# [GIVEN DATA]
//! Per-key running statistics and the table that holds them.

use crate::measurement::Measurement;
use std::collections::hash_map::Entry;
use std::collections::HashMap;

/// Running statistics for one key
///
/// Built from the first observation, so `count` is always at least one and
/// `min`/`max` never hold placeholder extremes.
#[derive(Debug, Clone, Copy, PartialEq, Eq)]
pub struct Aggregate {
    pub min: Measurement,
    pub max: Measurement,
    /// Exact total in micro-units
    pub sum: i128,
    pub count: u64,
}

impl Aggregate {
    pub fn first(value: Measurement) -> Self {
        Self {
            min: value,
            max: value,
            sum: value.micros(),
            count: 1,
        }
    }

    pub fn observe(&mut self, value: Measurement) {
        self.min = self.min.min(value);
        self.max = self.max.max(value);
        self.sum += value.micros();
        self.count += 1;
    }

    pub fn merge(&mut self, other: &Aggregate) {
        self.min = self.min.min(other.min);
        self.max = self.max.max(other.max);
        self.sum += other.sum;
        self.count += other.count;
    }
}

/// Mapping from key to [`Aggregate`]
///
/// Keys borrow from the input buffer. The table only grows; partial tables
/// built over disjoint parts of the input combine with [`merge`](Self::merge).
#[derive(Debug, Clone, Default, PartialEq, Eq)]
pub struct AggregationTable<'a> {
    entries: HashMap<&'a [u8], Aggregate>,
    rejected: u64,
}

impl<'a> AggregationTable<'a> {
    pub fn new() -> Self {
        Self::default()
    }

    /// Fold one observation into the table
    pub fn observe(&mut self, key: &'a [u8], value: Measurement) {
        match self.entries.entry(key) {
            Entry::Occupied(mut entry) => entry.get_mut().observe(value),
            Entry::Vacant(entry) => {
                entry.insert(Aggregate::first(value));
            }
        }
    }

    /// Count a record skipped under the lenient policy
    pub fn reject(&mut self) {
        self.rejected += 1;
    }

    /// Combine another partial table into this one
    pub fn merge(&mut self, other: AggregationTable<'a>) {
        for (key, aggregate) in other.entries {
            match self.entries.entry(key) {
                Entry::Occupied(mut entry) => entry.get_mut().merge(&aggregate),
                Entry::Vacant(entry) => {
                    entry.insert(aggregate);
                }
            }
        }
        self.rejected += other.rejected;
    }

    pub fn get(&self, key: &[u8]) -> Option<&Aggregate> {
        self.entries.get(key)
    }

    pub fn len(&self) -> usize {
        self.entries.len()
    }

    pub fn is_empty(&self) -> bool {
        self.entries.is_empty()
    }

    /// Records skipped under the lenient policy
    pub fn rejected(&self) -> u64 {
        self.rejected
    }

    /// Total number of observations folded in
    pub fn records(&self) -> u64 {
        self.entries.values().map(|a| a.count).sum()
    }

    /// Entries in ascending byte order of their keys
    pub fn into_sorted(self) -> Vec<(&'a [u8], Aggregate)> {
        let mut entries: Vec<_> = self.entries.into_iter().collect();
        entries.sort_unstable_by_key(|(key, _)| *key);
        entries
    }
}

# [AIM OF THE EXERCISE]
Could you state how many lines in the data hold the word "struct"? Only the number should be given.

# [SOLUTION]
2